It was found that the user requested affinity via sched_setaffinity()
can be easily overwritten by other kernel subsystems without an easy way
to reset it back to what the user requested. For example, any change
to the current cpuset hierarchy may reset the cpumask of the tasks in
the affected cpusets to the default cpuset value even if those tasks
have pre-existing user requested affinity. That is especially easy to
trigger under a cgroup v2 environment where writing "+cpuset" to the
root cgroup's cgroup.subtree_control file will reset the cpus affinity
of all the processes in the system.
That is problematic in a nohz_full environment where the tasks running
in the nohz_full CPUs usually have their cpus affinity explicitly set
and will behave incorrectly if cpus affinity changes.

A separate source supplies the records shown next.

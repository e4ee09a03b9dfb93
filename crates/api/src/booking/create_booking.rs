use crate::error::PracticeError;
use crate::notification::{DeliveryResult, NotificationDispatcher, NotificationKind};
use crate::shared::{
    auth::{protect_route, Permission},
    guard::{Guard, ValidationError},
    usecase::{execute_with_policy, PermissionBoundary, Subscriber, UseCase},
};
use actix_web::{web, HttpRequest, HttpResponse};
use chrono::TimeZone;
use practice_booking_api_structs::create_booking::{APIResponse, RequestBody};
use practice_booking_domain::{format_duration, Booking, NewDirectBooking, User};
use practice_booking_infra::PracticeContext;
use tracing::{error, info};

pub async fn create_booking_controller(
    http_req: HttpRequest,
    body: web::Json<RequestBody>,
    ctx: web::Data<PracticeContext>,
) -> Result<HttpResponse, PracticeError> {
    let (user, policy) = protect_route(&http_req, &ctx).await?;

    let body = body.0;
    let usecase = CreateBookingUseCase {
        user,
        service: body.service,
        date: body.date,
        time: body.time,
        duration: body.duration,
        phone: body.phone,
        notes: body.notes,
    };

    execute_with_policy(usecase, &policy, &ctx)
        .await
        .map(|res| {
            let email_sent = res.notification.success();
            HttpResponse::Created().json(APIResponse::new(res.booking, email_sent))
        })
        .map_err(PracticeError::from)
}

#[derive(Debug)]
pub struct CreateBookingUseCase {
    pub user: User,
    pub service: Option<String>,
    pub date: Option<String>,
    pub time: Option<String>,
    pub duration: Option<String>,
    pub phone: Option<String>,
    pub notes: Option<String>,
}

#[derive(Debug)]
pub struct CreatedBooking {
    pub booking: Booking,
    /// Outcome of the booking received email to the client
    pub notification: DeliveryResult,
}

#[derive(Debug, PartialEq)]
pub enum UseCaseError {
    Validation(ValidationError),
    StorageError,
}

impl From<ValidationError> for UseCaseError {
    fn from(e: ValidationError) -> Self {
        Self::Validation(e)
    }
}

impl From<UseCaseError> for PracticeError {
    fn from(e: UseCaseError) -> Self {
        match e {
            UseCaseError::Validation(e) => e.into(),
            UseCaseError::StorageError => Self::InternalError,
        }
    }
}

fn non_empty(val: &Option<String>) -> Option<String> {
    val.as_deref()
        .map(str::trim)
        .filter(|val| !val.is_empty())
        .map(String::from)
}

impl CreateBookingUseCase {
    fn validate(&self, ctx: &PracticeContext) -> Result<NewDirectBooking, ValidationError> {
        let service = Guard::against_unknown_service(Guard::against_missing(
            &self.service,
            "service",
        )?)?;
        let date = Guard::against_malformed_date(Guard::against_missing(&self.date, "date")?)?;
        let time = Guard::against_malformed_time(Guard::against_missing(&self.time, "time")?)?;
        let duration_minutes = match non_empty(&self.duration) {
            Some(duration) => Guard::against_malformed_duration(&duration)?,
            None => service.default_duration_minutes(),
        };

        let tz = ctx.config.practice_timezone;
        let start = tz
            .from_local_datetime(&date.and_time(time))
            .earliest()
            .ok_or_else(|| {
                ValidationError(format!(
                    "The time {} does not exist on {} in the practice timezone",
                    time, date
                ))
            })?;
        if start.timestamp_millis() <= ctx.sys.get_timestamp_millis() {
            return Err(ValidationError(
                "The appointment has to be in the future".into(),
            ));
        }

        Ok(NewDirectBooking {
            user: self.user.clone(),
            service,
            date,
            time,
            duration: format_duration(duration_minutes),
            duration_minutes,
            phone: non_empty(&self.phone),
            notes: non_empty(&self.notes),
        })
    }
}

#[async_trait::async_trait(?Send)]
impl UseCase for CreateBookingUseCase {
    type Response = CreatedBooking;

    type Error = UseCaseError;

    const NAME: &'static str = "CreateBooking";

    async fn execute(&mut self, ctx: &PracticeContext) -> Result<Self::Response, Self::Error> {
        let params = self.validate(ctx)?;
        let booking = Booking::new_direct(params, ctx.sys.get_timestamp_millis());

        if let Err(e) = ctx.repos.bookings.insert(&booking).await {
            error!("Unable to store the booking: {:?}", e);
            return Err(UseCaseError::StorageError);
        }
        info!("Booking {} created by user {}", booking.id, self.user.id);

        // The booking exists at this point whatever happens to the email
        let notification = NotificationDispatcher::new(ctx)
            .dispatch(NotificationKind::BookingReceived, &booking)
            .await;

        Ok(CreatedBooking {
            booking,
            notification,
        })
    }

    fn subscribers() -> Vec<Box<dyn Subscriber<Self>>> {
        vec![Box::new(NotifyAdminsOnBookingCreated)]
    }
}

impl PermissionBoundary for CreateBookingUseCase {
    fn permissions(&self) -> Vec<Permission> {
        vec![Permission::CreateBooking]
    }
}

/// Alerts the practice admins about every new booking
pub struct NotifyAdminsOnBookingCreated;

#[async_trait::async_trait(?Send)]
impl Subscriber<CreateBookingUseCase> for NotifyAdminsOnBookingCreated {
    async fn notify(&self, e: &CreatedBooking, ctx: &PracticeContext) {
        // Sideeffect, ignore result
        let _ = NotificationDispatcher::new(ctx)
            .dispatch(NotificationKind::AdminNewBooking, &e.booking)
            .await;
    }
}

Fix this problem by looking at user_cpus_ptr in __set_cpus_allowed_ptr()
and use it to restrcit the given cpumask unless there is no overlap. In
that case, it will fallback to the given one. The SCA_USER flag is
reused to indicate intent to set user_cpus_ptr and so user_cpus_ptr
masking should be skipped. In addition, masking should also be skipped
if any of the SCA_MIGRATE_* flag is set.
All callers of set_cpus_allowed_ptr() will be affected by this change.
A scratch cpumask is added to percpu runqueues structure for doing
additional masking when user_cpus_ptr is set.

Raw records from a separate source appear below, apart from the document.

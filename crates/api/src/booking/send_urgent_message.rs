use crate::error::PracticeError;
use crate::notification::{DeliveryResult, NotificationDispatcher, NotificationKind};
use crate::shared::{
    auth::{protect_route, Permission},
    guard::{Guard, ValidationError},
    usecase::{execute_with_policy, PermissionBoundary, UseCase},
};
use actix_web::{web, HttpRequest, HttpResponse};
use practice_booking_api_structs::send_urgent_message::{APIResponse, PathParams, RequestBody};
use practice_booking_domain::{Booking, UrgentMessage, User, ID};
use practice_booking_infra::PracticeContext;
use tracing::error;

pub async fn send_urgent_message_controller(
    http_req: HttpRequest,
    path: web::Path<PathParams>,
    body: web::Json<RequestBody>,
    ctx: web::Data<PracticeContext>,
) -> Result<HttpResponse, PracticeError> {
    let (user, policy) = protect_route(&http_req, &ctx).await?;

    let usecase = SendUrgentMessageUseCase {
        sender: user,
        booking_id: path.booking_id.clone(),
        message: Some(body.0.message),
    };

    execute_with_policy(usecase, &policy, &ctx)
        .await
        .map(|res| {
            let email_sent = res.notification.success();
            HttpResponse::Ok().json(APIResponse::new(res.booking, email_sent))
        })
        .map_err(PracticeError::from)
}

/// Sends an ad hoc message to the client of a booking outside of the
/// reminder flow and records it in the message log of the booking
#[derive(Debug)]
pub struct SendUrgentMessageUseCase {
    pub sender: User,
    pub booking_id: ID,
    pub message: Option<String>,
}

#[derive(Debug)]
pub struct SentUrgentMessage {
    pub booking: Booking,
    pub notification: DeliveryResult,
}

#[derive(Debug, PartialEq)]
pub enum UseCaseError {
    Validation(ValidationError),
    NotFound(ID),
    StorageError,
}

impl From<UseCaseError> for PracticeError {
    fn from(e: UseCaseError) -> Self {
        match e {
            UseCaseError::Validation(e) => e.into(),
            UseCaseError::NotFound(booking_id) => Self::NotFound(format!(
                "The booking with id: {}, was not found.",
                booking_id
            )),
            UseCaseError::StorageError => Self::InternalError,
        }
    }
}

#[async_trait::async_trait(?Send)]
impl UseCase for SendUrgentMessageUseCase {
    type Response = SentUrgentMessage;

    type Error = UseCaseError;

    const NAME: &'static str = "SendUrgentMessage";

    async fn execute(&mut self, ctx: &PracticeContext) -> Result<Self::Response, Self::Error> {
        let text = Guard::against_missing(&self.message, "message")
            .map_err(UseCaseError::Validation)?
            .to_string();
        let mut booking = match ctx.repos.bookings.find(&self.booking_id).await {
            Some(booking) => booking,
            None => return Err(UseCaseError::NotFound(self.booking_id.clone())),
        };

        let now = ctx.sys.get_timestamp_millis();
        let message = UrgentMessage {
            text,
            sender: self.sender.email.clone(),
            sent_at: now,
        };
        let appended = ctx
            .repos
            .bookings
            .append_urgent_message(&booking.id, &message, now)
            .await
            .map_err(|e| {
                error!("Unable to store the urgent message: {:?}", e);
                UseCaseError::StorageError
            })?;
        if !appended {
            // Deleted in the meantime
            return Err(UseCaseError::NotFound(self.booking_id.clone()));
        }

        let notification = NotificationDispatcher::new(ctx)
            .dispatch(NotificationKind::UrgentMessage(&message.text), &booking)
            .await;

        booking.urgent_messages.push(message);
        booking.updated = now;
        Ok(SentUrgentMessage {
            booking,
            notification,
        })
    }
}

impl PermissionBoundary for SendUrgentMessageUseCase {
    fn permissions(&self) -> Vec<Permission> {
        vec![Permission::SendUrgentMessage]
    }
}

Signed-off-by: Waiman Long <longman@redhat.com>
---
kernel/sched/core.c | 22 +++++++++++++++++-----
kernel/sched/sched.h | 3 +++
2 files changed, 20 insertions(+), 5 deletions(-)
diff --git a/kernel/sched/core.c b/kernel/sched/core.c
index c7c0425974c2..ab8e591dbaf5 100644
--- a/kernel/sched/core.c
+++ b/kernel/sched/core.c
@@ -2932,6 +2932,15 @@ static int __set_cpus_allowed_ptr(struct task_struct *p,
struct rq *rq;
rq = task_rq_lock(p, &rf);
+ /*
+ * Masking should be skipped if SCA_USER or any of the SCA_MIGRATE_*
+ * flags are set.
+ */
+ if (p->user_cpus_ptr &&
+ !(flags & (SCA_USER | SCA_MIGRATE_ENABLE | SCA_MIGRATE_DISABLE)) &&
+ cpumask_and(rq->scratch_mask, new_mask, p->user_cpus_ptr))

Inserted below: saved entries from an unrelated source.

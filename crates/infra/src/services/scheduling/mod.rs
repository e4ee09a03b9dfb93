use crate::config::SchedulingApiConfig;
use chrono::{DateTime, Utc};
use practice_booking_domain::{ExternalAppointment, MalformedAppointment, QuestionAnswer};
use reqwest::Client;
use serde::Deserialize;
use serde_json::Value;
use std::time::Duration;
use tracing::error;

/// One page of appointments. Every record is decoded on its own so that one
/// malformed record does not fail the page.
#[derive(Debug, Clone, Default)]
pub struct AppointmentPage {
    pub records: Vec<Result<ExternalAppointment, MalformedAppointment>>,
    pub next_page: Option<u32>,
}

#[async_trait::async_trait]
pub trait ISchedulingService: Send + Sync {
    /// Lists appointments starting at or after `since`. Pages start at 1.
    async fn list_appointments(
        &self,
        since: DateTime<Utc>,
        page: u32,
    ) -> anyhow::Result<AppointmentPage>;
}

#[derive(Debug, Deserialize)]
#[serde(untagged)]
enum ExternalIdDTO {
    Text(String),
    Number(i64),
}

impl ExternalIdDTO {
    fn into_string(self) -> String {
        match self {
            Self::Text(id) => id,
            Self::Number(id) => id.to_string(),
        }
    }
}

#[derive(Debug, Deserialize)]
struct ContactDTO {
    name: Option<String>,
    email: Option<String>,
}

#[derive(Debug, Deserialize)]
struct QuestionDTO {
    question: String,
    #[serde(default)]
    answer: Option<String>,
}

#[derive(Debug, Deserialize)]
#[serde(rename_all = "camelCase")]
struct AppointmentDTO {
    id: ExternalIdDTO,
    starts_at: DateTime<Utc>,
    ends_at: DateTime<Utc>,
    #[serde(default)]
    contact: Option<ContactDTO>,
    #[serde(default)]
    questions: Vec<QuestionDTO>,
    #[serde(default)]
    requires_approval: bool,
    #[serde(default)]
    approved_at: Option<DateTime<Utc>>,
    #[serde(default)]
    cancelled_at: Option<DateTime<Utc>>,
    #[serde(default)]
    title: String,
    #[serde(default)]
    meeting_url: Option<String>,
}

impl From<AppointmentDTO> for ExternalAppointment {
    fn from(dto: AppointmentDTO) -> Self {
        let (contact_name, contact_email) = match dto.contact {
            Some(contact) => (contact.name, contact.email),
            None => (None, None),
        };
        Self {
            id: dto.id.into_string(),
            starts_at: dto.starts_at,
            ends_at: dto.ends_at,
            contact_name,
            contact_email,
            questions: dto
                .questions
                .into_iter()
                .map(|q| QuestionAnswer {
                    question: q.question,
                    answer: q.answer.unwrap_or_default(),
                })
                .collect(),
            requires_approval: dto.requires_approval,
            approved_at: dto.approved_at,
            cancelled_at: dto.cancelled_at,
            service_title: dto.title,
            meeting_url: dto.meeting_url,
        }
    }
}

#[derive(Debug, Deserialize)]
#[serde(rename_all = "camelCase")]
struct AppointmentPageDTO {
    data: Vec<Value>,
    #[serde(default)]
    next_page: Option<u32>,
}

fn raw_id(record: &Value) -> Option<String> {
    match record.get("id")? {
        Value::String(id) => Some(id.clone()),
        Value::Number(id) => Some(id.to_string()),
        _ => None,
    }
}

fn parse_record(record: Value) -> Result<ExternalAppointment, MalformedAppointment> {
    let external_id = raw_id(&record);
    serde_json::from_value::<AppointmentDTO>(record)
        .map(ExternalAppointment::from)
        .map_err(|e| MalformedAppointment {
            external_id,
            reason: e.to_string(),
        })
}

fn parse_page(body: Value) -> anyhow::Result<AppointmentPage> {
    let page: AppointmentPageDTO = serde_json::from_value(body)?;
    Ok(AppointmentPage {
        records: page.data.into_iter().map(parse_record).collect(),
        next_page: page.next_page,
    })
}

pub struct HttpSchedulingService {
    client: Client,
    config: SchedulingApiConfig,
}

impl HttpSchedulingService {
    pub fn new(config: SchedulingApiConfig, timeout: Duration) -> Self {
        let client = Client::builder()
            .timeout(timeout)
            .build()
            .unwrap_or_default();
        Self { client, config }
    }
}

#[async_trait::async_trait]
impl ISchedulingService for HttpSchedulingService {
    async fn list_appointments(
        &self,
        since: DateTime<Utc>,
        page: u32,
    ) -> anyhow::Result<AppointmentPage> {
        let body = self
            .client
            .get(format!(
                "{}/appointments",
                self.config.url.trim_end_matches('/')
            ))
            .bearer_auth(&self.config.token)
            .query(&[("since", since.to_rfc3339()), ("page", page.to_string())])
            .send()
            .await
            .map_err(|e| {
                error!("Unable to reach the scheduling API: {:?}", e);
                e
            })?
            .error_for_status()?
            .json::<Value>()
            .await?;
        parse_page(body)
    }
}

/// Used when no scheduling API is configured. Never has any appointments.
pub struct NoopSchedulingService {}

#[async_trait::async_trait]
impl ISchedulingService for NoopSchedulingService {
    async fn list_appointments(
        &self,
        _since: DateTime<Utc>,
        _page: u32,
    ) -> anyhow::Result<AppointmentPage> {
        Ok(AppointmentPage::default())
    }
}

#[cfg(test)]
mod tests {
    use super::*;
    use serde_json::json;

    #[test]
    fn parses_records_one_by_one() {
        let body = json!({
            "data": [
                {
                    "id": 42,
                    "startsAt": "2025-03-10T14:00:00Z",
                    "endsAt": "2025-03-10T15:15:00Z",
                    "contact": { "name": "Jane", "email": "jane@example.com" },
                    "questions": [{ "question": "Phone number", "answer": "0123" }],
                    "requiresApproval": true,
                    "title": "Family Therapy",
                    "meetingUrl": "https://meet.example.com/abc"
                },
                { "id": "broken", "startsAt": "not a date" },
                { "startsAt": "2025-03-10T14:00:00Z" }
            ],
            "nextPage": 2
        });

        let page = parse_page(body).unwrap();
        assert_eq!(page.next_page, Some(2));
        assert_eq!(page.records.len(), 3);

        let appointment = page.records[0].as_ref().unwrap();
        assert_eq!(appointment.id, "42");
        assert_eq!(appointment.contact_email.as_deref(), Some("jane@example.com"));
        assert_eq!(appointment.questions[0].answer, "0123");
        assert!(appointment.requires_approval);
        assert_eq!(appointment.service_title, "Family Therapy");

        let malformed = page.records[1].as_ref().unwrap_err();
        assert_eq!(malformed.external_id.as_deref(), Some("broken"));
        let malformed = page.records[2].as_ref().unwrap_err();
        assert_eq!(malformed.external_id, None);
    }

    #[test]
    fn rejects_pages_without_data() {
        assert!(parse_page(json!({ "items": [] })).is_err());
    }

    #[tokio::test]
    async fn noop_service_has_no_appointments() {
        let page = NoopSchedulingService {}
            .list_appointments(Utc::now(), 1)
            .await
            .unwrap();
        assert!(page.records.is_empty());
        assert_eq!(page.next_page, None);
    }
}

+ new_mask = rq->scratch_mask;
+
return __set_cpus_allowed_ptr_locked(p, new_mask, flags, rq, &rf);
}
@@ -3028,7 +3037,7 @@ void force_compatible_cpus_allowed_ptr(struct task_struct *p)
}
static int
-__sched_setaffinity(struct task_struct *p, const struct cpumask *mask);
+__sched_setaffinity(struct task_struct *p, const struct cpumask *mask, int flags);
/*
* Restore the affinity of a task @p which was previously restricted by a
@@ -3045,7 +3054,7 @@ void relax_compatible_cpus_allowed_ptr(struct task_struct *p)
* Try to restore the old affinity mask with __sched_setaffinity().
* Cpuset masking will be done there too.
*/
- ret = __sched_setaffinity(p, task_user_cpus(p));
+ ret = __sched_setaffinity(p, task_user_cpus(p), 0);
WARN_ON_ONCE(ret);
}
@@ -8049,7 +8058,7 @@ int dl_task_check_affinity(struct task_struct *p, const struct cpumask *mask)
#endif
static int
-__sched_setaffinity(struct task_struct *p, const struct cpumask *mask)
+__sched_setaffinity(struct task_struct *p, const struct cpumask *mask, int flags)
{
int retval;
cpumask_var_t cpus_allowed, new_mask;
@@ -8069,7 +8078,7 @@ __sched_setaffinity(struct task_struct *p, const struct cpumask *mask)
if (retval)
goto out_free_new_mask;
again:
- retval = __set_cpus_allowed_ptr(p, new_mask, SCA_CHECK);
+ retval = __set_cpus_allowed_ptr(p, new_mask, SCA_CHECK | flags);
if (retval)
goto out_free_new_mask;
@@ -8134,7 +8143,7 @@ long sched_setaffinity(pid_t pid, const struct cpumask *in_mask)
}
cpumask_copy(user_mask, in_mask);
- retval = __sched_setaffinity(p, in_mask);
+ retval = __sched_setaffinity(p, in_mask, SCA_USER);
/*
* Save in_mask into user_cpus_ptr after a successful
@@ -9647,6 +9656,9 @@ void __init sched_init(void)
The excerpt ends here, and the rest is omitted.